Hypomyelination and Congenital Cataract

In: GeneReviews® [Internet]. Seattle (WA): University of Washington, Seattle; 1993.
[updated ].


Clinical characteristics: Hypomyelination and congenital cataract (HCC) is usually characterized by bilateral congenital cataracts and normal psychomotor or only mildly delayed development in the first year of life, followed by slowly progressive neurologic impairment manifest as ataxia, spasticity (brisk tendon reflexes and bilateral extensor plantar responses), and mild-to-moderate cognitive impairment. Dysarthria and truncal hypotonia are observed. Cerebellar signs (truncal titubation and intention tremor) and peripheral neuropathy (muscle weakness and wasting of the legs) are present in the majority of affected individuals. Seizures can occur. Cataracts may be absent in some individuals.

Diagnosis/testing: The diagnosis of HCC can be established in individuals with typical clinical findings, characteristic abnormalities on brain MRI, and biallelic pathogenic variants in HYCC1 (formerly FAM126A) identified by molecular genetic testing.

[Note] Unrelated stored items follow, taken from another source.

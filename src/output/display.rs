//! Display functions for command results

use super::formatters::{colored_row, distribution_bar, keyboard_lines, letter_tile};
use crate::commands::{CheckReport, EvaluationReport};
use crate::game::{GameState, MAX_GUESSES, Statistics};
use crate::rules::LetterStatusMap;
use colored::Colorize;

/// Print the board rows played so far, blank rows, and the keyboard
pub fn print_board(state: &GameState, letters: &LetterStatusMap) {
    let history = state.history();
    for (guess, evaluation) in &history {
        println!("  {}", colored_row(guess, evaluation));
    }
    for _ in history.len()..MAX_GUESSES {
        println!("  {}", " _ ".repeat(5).bright_black());
    }
    println!();
    for line in keyboard_lines(letters) {
        println!("  {line}");
    }
    println!();
}

/// Print statistics with the guess distribution
pub fn print_statistics(stats: &Statistics) {
    println!("\n📊 {}", "Statistics".bright_cyan().bold());
    println!("   Played:          {}", stats.games_played);
    println!("   Win %:           {}", stats.win_percentage);
    println!("   Current streak:  {}", stats.current_streak);
    println!("   Max streak:      {}", stats.max_streak);
    println!("   Average guesses: {}", stats.average_guesses);

    println!("\n📈 {}", "Guess distribution:".bright_cyan().bold());
    let max = stats.guesses.wins.iter().copied().max().unwrap_or(0);
    for guess_count in 1..=MAX_GUESSES {
        let count = stats.guesses.wins_in(guess_count);
        println!(
            "   {guess_count}: {} {count}",
            distribution_bar(count, max, 30).green()
        );
    }
    println!("   X: {}\n", stats.guesses.fail);
}

/// Print the result of evaluating guesses against a solution
pub fn print_evaluation_report(report: &EvaluationReport) {
    println!("\n{}", "─".repeat(40).cyan());
    println!(
        "Solution: {}",
        report.solution.to_string().bright_yellow().bold()
    );
    println!("{}", "─".repeat(40).cyan());

    for (i, (guess, evaluation)) in report.rows.iter().enumerate() {
        println!(
            "  {}. {}  {}",
            (i + 1).to_string().bright_black(),
            colored_row(guess, evaluation),
            evaluation.to_tiles()
        );
    }

    println!();
    for line in keyboard_lines(&report.letters) {
        println!("  {line}");
    }
    println!();

    match report.solved_at {
        Some(row) => println!("{}", format!("✅ Solved on guess {row}").green().bold()),
        None => println!("{}", "❌ Not solved".red().bold()),
    }
}

/// Print the result of a hard-mode check
pub fn print_check_report(report: &CheckReport) {
    for (guess, evaluation) in &report.history {
        println!("  {}", colored_row(guess, evaluation));
    }
    let candidate: String = report
        .candidate
        .as_str()
        .chars()
        .map(|c| letter_tile(c, None).to_string())
        .collect();
    println!("  {candidate}\n");

    match &report.violation {
        Some(violation) => println!("{}", format!("❌ {violation}").red().bold()),
        None => println!("{}", "✅ Allowed in hard mode".green().bold()),
    }
}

Management: Treatment of manifestations: Cataract extraction usually in the first months of life. Therapy support for developmental delays; special education; physical medicine and rehabilitation for spasticity and ataxia. Consider pharmacologic agents for spasticity; anti-seizure medication as needed. Treatment for scoliosis and contractures per orthopedist; feeding therapy and or gastrostomy tube as needed.

Surveillance: Eye examinations if cataracts were not identified in neonatal period. Developmental, neurologic, and musculoskeletal assessments at each visit. Growth measurement, nutrition assessment, and assessment of family need for social work support and care coordination at each visit.

Genetic counseling: HCC is inherited in an autosomal recessive manner. If both parents are known to be heterozygous for a HYCC1 pathogenic variant, each sib of an affected individual has at conception a 25% chance of being affected, a 50% chance of being an asymptomatic carrier, and a 25% chance of being unaffected and not a carrier. Once the HYCC1 pathogenic variants have been identified in an affected family member, prenatal testing for a pregnancy at increased risk and preimplantation genetic testing are possible.